As to the content, the epigrams include many variations on familiar Wilde themes, namely that 1. the aim of life is to become an individualist, to be yourself, 2. the most important thing in life, more than all the Victorian shibboleths of sincerity and duty and honour and all the rest of it, is to be stylish and this involves the maximum amount of artifice.
The first duty in life is to be as artificial as possible.
As in the Preface, some are more effective than others. For example, ‘Time is a waste of money’ strikes me as barely worth the ink, whereas ‘One should always be a little improbable’ strikes me as being sly and stylish and true.
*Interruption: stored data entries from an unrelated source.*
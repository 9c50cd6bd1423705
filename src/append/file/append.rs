// Copyright 2024 FastLabs Developers
//
// Licensed under the Apache License, Version 2.0 (the "License");
// you may not use this file except in compliance with the License.
// You may obtain a copy of the License at
//
//     http://www.apache.org/licenses/LICENSE-2.0
//
// Unless required by applicable law or agreed to in writing, software
// distributed under the License is distributed on an "AS IS" BASIS,
// WITHOUT WARRANTIES OR CONDITIONS OF ANY KIND, either express or implied.
// See the License for the specific language governing permissions and
// limitations under the License.

use std::path::Path;
use std::path::PathBuf;
use std::sync::Arc;
use std::thread::JoinHandle;

use crossbeam_channel::Sender;

use super::Task;
use super::worker;
use super::worker::Worker;
use crate::Error;
use crate::Layout;
use crate::Trap;
use crate::append::Append;
use crate::error::ErrorKind;
use crate::event::Event;
use crate::layout::BasicLayout;
use crate::trap::DefaultTrap;

/// A builder to configure and create a [`FileAppender`].
#[derive(Debug)]
pub struct FileAppenderBuilder {
    path: PathBuf,
    layout: Box<dyn Layout>,
    trap: Box<dyn Trap>,
    thread_name: String,
}

impl FileAppenderBuilder {
    /// Create a new builder for the file at `path`.
    pub fn new(path: impl Into<PathBuf>) -> Self {
        Self {
            path: path.into(),
            layout: Box::new(BasicLayout::default()),
            trap: Box::new(DefaultTrap::default()),
            thread_name: "logtrellis-file".to_string(),
        }
    }

    /// Set the layout for the logs.
    ///
    /// Default to [`BasicLayout`].
    ///
    /// # Examples
    ///
    /// ```
    /// use logtrellis::append::FileAppenderBuilder;
    /// use logtrellis::layout::MessagePassThroughLayout;
    ///
    /// let builder = FileAppenderBuilder::new("my_service.log");
    /// builder.layout(MessagePassThroughLayout::default());
    /// ```
    pub fn layout(mut self, layout: impl Into<Box<dyn Layout>>) -> Self {
        self.layout = layout.into();
        self
    }

    /// Set the trap for errors raised by the background writer.
    ///
    /// Default to [`DefaultTrap`].
    pub fn trap(mut self, trap: impl Into<Box<dyn Trap>>) -> Self {
        self.trap = trap.into();
        self
    }

    /// Set the name of the background writer thread.
    pub fn thread_name(mut self, thread_name: impl Into<String>) -> Self {
        self.thread_name = thread_name.into();
        self
    }

    /// Open the file in append mode and start the background writer.
    ///
    /// # Errors
    ///
    /// Return an error if the file cannot be opened or the writer thread cannot be spawned.
    pub fn build(self) -> Result<FileAppender, Error> {
        let FileAppenderBuilder {
            path,
            layout,
            trap,
            thread_name,
        } = self;

        let file = worker::open(&path)?;
        let trap: Arc<dyn Trap> = Arc::from(trap);

        // unbounded, append never blocks
        let (sender, receiver) = crossbeam_channel::unbounded();
        let worker = Worker::new(file, receiver, trap.clone());
        let handle = std::thread::Builder::new()
            .name(thread_name)
            .spawn(move || worker.run())
            .map_err(|err| {
                Error::new(ErrorKind::Io, "failed to spawn file writer thread").with_source(err)
            })?;

        Ok(FileAppender {
            path,
            layout,
            state: FileState(Some(State {
                sender,
                handle,
                trap,
            })),
        })
    }
}

/// Create a [`FileAppender`] for `path`, with [`BasicLayout`] unless another layout is given.
///
/// Call [`crate::flush`] before exiting when the appender is registered in the default context;
/// see [`FileAppender`].
pub fn file_appender(
    path: impl Into<PathBuf>,
    layout: Option<Box<dyn Layout>>,
) -> Result<FileAppender, Error> {
    let builder = FileAppenderBuilder::new(path);
    match layout {
        Some(layout) => builder.layout(layout).build(),
        None => builder.build(),
    }
}

/// An appender that writes log events to a file.
///
/// [`append`](Append::append) renders the event, terminates it with a newline and queues it.
/// A single background thread owns the file handle and writes queued lines one at a time, so
/// lines reach the file in the order `append` was called and never interleave.
///
/// [`flush`](Append::flush) blocks until every line queued before the call has been written.
/// Dropping the appender drains the queue and joins the background thread.
///
/// Several appenders may target the same path. Their writes are not coordinated with each other.
///
/// The [default context](crate::default_context) is never dropped. Lines still queued in an
/// appender registered there are lost when the process exits, unless [`crate::flush`] is called
/// before returning from `main`.
#[derive(Debug)]
pub struct FileAppender {
    path: PathBuf,
    layout: Box<dyn Layout>,
    state: FileState,
}

impl FileAppender {
    /// The path of the log file.
    pub fn path(&self) -> &Path {
        &self.path
    }
}

impl Append for FileAppender {
    fn append(&self, event: &Event) -> Result<(), Error> {
        let mut line = self.layout.format(event)?;
        line.push('\n');
        self.state.send(Task::Write(line))
    }

    fn flush(&self) -> Result<(), Error> {
        let (done, wait) = oneshot::channel();
        self.state.send(Task::Flush(done))?;
        match wait.recv() {
            Ok(result) => result,
            Err(_) => Err(Error::new(
                ErrorKind::Append,
                "file writer stopped before flushing",
            )),
        }
    }
}

#[derive(Debug)]
struct FileState(Option<State>);

#[derive(Debug)]
struct State {
    sender: Sender<Task>,
    handle: JoinHandle<()>,
    trap: Arc<dyn Trap>,
}

impl FileState {
    fn send(&self, task: Task) -> Result<(), Error> {
        let Some(State { sender, .. }) = self.0.as_ref() else {
            return Err(Error::new(ErrorKind::Append, "file appender is closed"));
        };

        sender.send(task).map_err(|err| {
            Error::new(
                ErrorKind::Append,
                match err.0 {
                    Task::Write(_) => "failed to queue log line",
                    Task::Flush(_) => "failed to queue flush",
                },
            )
        })
    }
}

impl Drop for FileState {
    fn drop(&mut self) {
        if let Some(State {
            sender,
            handle,
            trap,
        }) = self.0.take()
        {
            // drop our sender, the worker drains the queue and breaks the loop
            drop(sender);

            if handle.join().is_err() {
                trap.trap(&Error::new(ErrorKind::Append, "file writer thread panicked"));
            }
        }
    }
}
Something like ‘Religions die when they are proved to be true. Science is the record of dead religions’ clearly addresses issues of great importance in the late nineteenth century, which not many of us care about these days. Science is clearly science and dominates 21st century society; and if people want to have religious beliefs, that’s fine. But the two no longer clash head-on as they did for so many Victorian and Edwardian social thinkers.
‘The only way to atone for being occasionally a little over-dressed is by being always absolutely over-educated’ has the polished confidence of the product of a good public school and Oxford, and the reference to exams indicates the eternal undergraduate: ‘In examinations the foolish ask questions that the wise cannot answer.’
Wilde studied Classics at Oxford and the late-Victorian aesthetes were obsessed with their suave version of Greek mythology, so there are the usual references to classical myth: ‘It is only the gods who taste of death. Apollo has passed away, but Hyacinth, whom men say he slew, lives on. Nero and Narcissus are always with us.’
It was hardly original in 1894 to lump together industry, factories, serious work, the philistine middle class, bourgeois earnestness and oppose them to the stylishness of the aesthete and dandy. These themes had been developed, in their different ways, by Matthew Arnold and Walter Pater as long ago as the 1870s. High-minded Latin-quoting poets who despised anything which smacked of industry, hard work and earnestness had been around for decades. Wilde’s contribution was to take the attitude to its logical extreme and create an entire worldview, worked out across essays, stories, fairy tales, fiction and plays, going out of his way to mock bourgeois earnestness and turn all its values on their heads.
- Ambition is the last refuge of the failure.
- Industry is the root of all ugliness.
And by contrast valuing only the utterly artificial, paradoxical, whimsical and unearnest:
- The condition of perfection is idleness.
You can see how many of these snappy sayings would appear when read out by an extremely earnest and literal-minded prosecuting lawyer in a Victorian court. Disastrous. Moreover note the second part of the title – ‘for the young‘ and published in an undergraduate magazine. Wilde could hardly have done more to play into the hands of those who accused him of consciously and deliberately setting out to corrupt the nation’s youth.
Having read them half a dozen times, I think the improbable one is my second favourite. My favourite is:
Nothing that actually occurs is of the smallest importance.
I think what Wilde is implying is that the only important things go on in the life of the mind i.e. the imagination, whereas the real world is ultimately trivial. I find that a sympathetic idea. But I take it at a deeper level, too: Nothing really matters. You’re going to die, I’m going to die, our children and grandchildren will die. Things matter for a bit, maybe, while anyone remembers them. But eventually all of us will be compost on an over-heated planet and all these words and the thoughts they record will have disappeared like morning dew, like grains of sand lost in the boiling desert which the earth is destined to become. For the time being, though – enjoy.